A cobiça pelas riquezas do Brasil, em especial o açúcar, foi o que levou os senhores de engenho de Pernambuco a deflagrarem a chamada Guerra de Restauração a partir de 1645. Isso porque a Companhia das Índias Ocidentais, uma empresa holandesa, havia ocupado a capitania – assim como outras no norte do Brasil – entre 1630 e 1654, valendo-se dos serviços de um exército mercenário. Após o derramamento de muito sangue, os colonos finalmente conseguiram devolver a região à Coroa portuguesa. Mas esse esforço poderia ter sido inútil se não fosse a interferência de uma tropa de negros livres formada na ocasião.
A pujança desse exército pôde ser conferida pelo viajante inglês Henry Koster, que chegou ao Recife no início do século XIX, 150 anos depois da guerra. Ele imediatamente se impressionou com a boa aparência dos henriques, uma milícia negra que, segundo o cronista, era o mais organizado e garboso de todos os corpos militares de Pernambuco. Um grupo que, além disso, contava entre suas fileiras com homens agraciados com títulos nobilitantes, como o Hábito da Ordem de Cristo e o da Ordem de Santiago, privilégios a que muitos senhores de engenho aspiravam e não conseguiam alcançar. Afinal, essa tropa era chefiada por uma elite muito peculiar dentro da sociedade colonial, formada por coronéis e mestres de campo.
Os henriques eram assim chamados por causa de seu fundador, Henrique Dias (?-1662), homem preto, livre no período da guerra, e sobre quem pouquíssimo se sabe, nem mesmo sua data de nascimento. Assim como outras milícias, seu grupo era formado por homens livres que não atuavam como militares profissionais, não recebiam soldo e tinham que bancar sua farda e suas armas. Por essa razão, todos eles precisavam ter outra profissão. Mas a honra de se destacar pela boa reputação, diante de um desprestigiado e empobrecido exército português, era o bastante para qualquer tropa miliciana, em geral organizada separadamente em tropas brancas, pardas e pretas. E era ainda mais importante no caso dos henriques.
Esse terço – denominação seiscentista para as tropas de origem ibérica de qualquer tipo – foi criado de acordo com a tradição militar do século XVI, que usava colonos para formar tropas. Foi assim que Dias arregimentou voluntariamente, em 1633, uma unidade formada por negros que se puseram a serviço daqueles que lutavam contra a ocupação holandesa. Mais tarde, em 1639, ele recebeu a patente de “governador dos crioulos, negros e mulatos”, enquanto sua tropa não parava de crescer. Em 1647 ela contava com 300 soldados, entre escravos – muitos deles doados por senhores de engenho – e forros.

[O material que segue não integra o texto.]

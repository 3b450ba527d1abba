use thiserror::Error;

/// Errors that can occur within a `SeriesProvider` implementation.
#[derive(Debug, Error)]
pub enum ProviderError {
    /// An error during an API request (e.g., network failure, bad JSON).
    #[error("API request failed: {0}")]
    Request(#[from] reqwest::Error),

    /// The backend returned a non-success status with this body.
    #[error("API error: {0}")]
    Api(String),

    /// The request parameters were invalid before any request was issued.
    #[error("Invalid parameters for provider: {0}")]
    Validation(String),
}

/// Errors while constructing a provider, before any request is made.
#[derive(Debug, Error)]
pub enum ProviderInitError {
    /// The backend base URL was not configured.
    #[error("Missing environment variable: {0}")]
    MissingEnvVar(String),

    /// The underlying HTTP client could not be built.
    #[error("Failed to build HTTP client: {0}")]
    Http(#[from] reqwest::Error),
}
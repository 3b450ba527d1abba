use anyhow::{Context, Result, bail};
use chrono::NaiveDate;
use clap::{Parser, Subcommand};
use tracing_subscriber::EnvFilter;

use comparison_session::{ComparisonSession, DateRange};
use dashboard_client::{
    config::ClientConfig,
    io::plotly_json::JsonFileSurface,
    models::category::Category,
    providers::dashboard_rest::DashboardProvider,
};

#[derive(Parser)]
#[command(version, about = "Comparison dashboard CLI")]
struct Cli {
    /// Path to the config file (dashboard.toml). Falls back to the
    /// DASHBOARD_API_URL environment variable when omitted.
    #[arg(short, long)]
    config: Option<String>,

    #[command(subcommand)]
    cmd: Cmd,
}

#[derive(Subcommand)]
enum Cmd {
    /// Fetch and print the grouped symbol catalog
    Catalog,

    /// Fetch series for a set of items and write the comparison chart JSON
    Compare {
        /// Comparison item as SYMBOL:CATEGORY, e.g. "USD/KRW:currency" or
        /// "AAPL:stock_us" (repeatable)
        #[arg(long = "item", value_name = "SYMBOL:CATEGORY", required = true)]
        items: Vec<String>,

        /// Start date (inclusive), e.g. "2024-01-01"
        #[arg(long)]
        start: NaiveDate,

        /// End date (inclusive), e.g. "2024-06-30"
        #[arg(short, long)]
        end: NaiveDate,

        /// Directory the chart document is written into
        #[arg(long, default_value = "charts")]
        out: String,

        /// Target surface identifier (also the output file stem)
        #[arg(long, default_value = ComparisonSession::DEFAULT_TARGET)]
        target: String,
    },
}

fn parse_item(raw: &str) -> Result<(String, Category)> {
    let Some((symbol, dbkey)) = raw.rsplit_once(':') else {
        bail!("invalid item '{raw}': expected SYMBOL:CATEGORY");
    };
    let category = Category::from_dbkey(dbkey).with_context(|| {
        format!("unknown category '{dbkey}' (expected currency, index, stock_kr or stock_us)")
    })?;
    Ok((symbol.to_string(), category))
}

fn connect(config: Option<&str>) -> Result<DashboardProvider> {
    let provider = match config {
        Some(path) => {
            let cfg = ClientConfig::from_path(path)?;
            DashboardProvider::from_config(&cfg)?
        }
        None => DashboardProvider::from_env()?,
    };
    Ok(provider)
}

#[tokio::main]
async fn main() -> Result<()> {
    tracing_subscriber::fmt()
        .with_env_filter(EnvFilter::from_default_env())
        .init();

    let cli = Cli::parse();
    let provider = connect(cli.config.as_deref())?;

    match cli.cmd {
        Cmd::Catalog => {
            let surface = JsonFileSurface::new("charts");
            let mut session = ComparisonSession::new(Box::new(provider), Box::new(surface));
            session.load_catalog().await.context("failed to load symbol catalog")?;

            for (category, symbols) in session.catalog().iter() {
                println!("{category} {}", category.list_suffix());
                for symbol in symbols {
                    println!("  {symbol}");
                }
            }
        }
        Cmd::Compare {
            items,
            start,
            end,
            out,
            target,
        } => {
            let surface = JsonFileSurface::new(&out);
            let chart_path = surface.path_for(&target);
            let session = {
                let mut session = ComparisonSession::new(Box::new(provider), Box::new(surface))
                    .with_target(&target);
                for raw in &items {
                    let (symbol, category) = parse_item(raw)?;
                    session.add(&symbol, category)?;
                }
                session
            };

            let count = session.compare(DateRange::new(start, end)).await?;
            println!("{count} trace(s) written to {}", chart_path.display());
        }
    }

    Ok(())
}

Tropas escravas não eram uma novidade no império português, mas os bons resultados da unidade de Dias, que empreendeu diversos ataques ao exército flamengo senhor da capitania de Pernambuco na década de 1630, levaram a Coroa a mantê-la em caráter permanente. A falta de homens para compor as tropas do Império português não foi o único fator que influenciou essa decisão. A força atribuída à imagem dos negros, considerados selvagens e ferozes, parecia deixar holandeses e espanhóis – contra quem os henriques seriam levados a lutar no século XVIII, enviados para a fronteira sul do Brasil –aterrorizados no campo de batalha.

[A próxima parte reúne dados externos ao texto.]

//! The data-source category a symbol belongs to.
//!
//! The backend calls this the "dbkey": it routes each symbol to one of four
//! underlying databases. The category also decides how a symbol is labeled
//! in the comparison list and which chart axis its series lands on.

use std::fmt;

use serde::{Deserialize, Serialize};

use crate::models::trace::Axis;

/// One of the four data sources served by the dashboard backend.
#[derive(Debug, Clone, Copy, PartialEq, Eq, Hash, Serialize, Deserialize)]
#[serde(rename_all = "snake_case")]
pub enum Category {
    /// Currency pairs, e.g. "USD/KRW".
    Currency,
    /// Market indices, e.g. "KOSPI".
    Index,
    /// Korean equities, priced in KRW.
    StockKr,
    /// US equities, priced in USD.
    StockUs,
}

impl Category {
    /// All categories, in the order the original dashboard listed them.
    pub const ALL: [Category; 4] = [
        Category::Currency,
        Category::Index,
        Category::StockKr,
        Category::StockUs,
    ];

    /// The wire identifier used as a query parameter and catalog key.
    pub fn dbkey(self) -> &'static str {
        match self {
            Category::Currency => "currency",
            Category::Index => "index",
            Category::StockKr => "stock_kr",
            Category::StockUs => "stock_us",
        }
    }

    /// Parses a wire identifier. Unknown dbkeys are not representable and
    /// must be dropped (or rejected) by the caller.
    pub fn from_dbkey(s: &str) -> Option<Category> {
        match s {
            "currency" => Some(Category::Currency),
            "index" => Some(Category::Index),
            "stock_kr" => Some(Category::StockKr),
            "stock_us" => Some(Category::StockUs),
            _ => None,
        }
    }

    /// Suffix appended to a symbol in the comparison list, e.g.
    /// `USD/KRW [환율]`.
    pub fn list_suffix(self) -> &'static str {
        match self {
            Category::Currency => "[환율]",
            Category::Index => "[지수]",
            Category::StockKr => "[한국/₩]",
            Category::StockUs => "[미국/$]",
        }
    }

    /// Unit annotation appended to a trace name on the chart legend.
    ///
    /// Currencies and indices are charted without a unit; only the two
    /// equity sources carry one.
    pub fn unit_annotation(self) -> &'static str {
        match self {
            Category::Currency | Category::Index => "(단위 없음)",
            Category::StockKr => "(KRW)",
            Category::StockUs => "(USD)",
        }
    }

    /// Which vertical axis this category's series is plotted against.
    ///
    /// US equities get the secondary (USD) axis. Everything else shares the
    /// primary axis with no unit conversion; mixing KRW and unit-less
    /// values there is a deliberate simplification, not a bug.
    pub fn axis(self) -> Axis {
        match self {
            Category::StockUs => Axis::Secondary,
            _ => Axis::Primary,
        }
    }
}

impl fmt::Display for Category {
    fn fmt(&self, f: &mut fmt::Formatter<'_>) -> fmt::Result {
        f.write_str(self.dbkey())
    }
}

Bem conceituado militarmente no imaginário colonial pelo que a Coroa e as autoridades militares consideravam sua ferocidade, o terço dos henriques era uma instituição singular: foi usada em todos os grandes conflitos na zona açucareira durante os séculos XVII e XVIII, e algumas vezes chegando até a colônia do Sacramento, atual Uruguai, como aconteceu entre 1774 e 1776. No Nordeste, ela combateu o quilombo de Palmares entre as décadas de 1670 e 1690 e, em seguida, os índios do sertão na chamada “guerra dos bárbaros”, entre 1680 e 1700. Entrar para uma milícia – ou para uma das irmandades leigas – acabou se tornando o principal meio de ascensão social para negros livres e forros, setores então estigmatizados na estrutura colonial.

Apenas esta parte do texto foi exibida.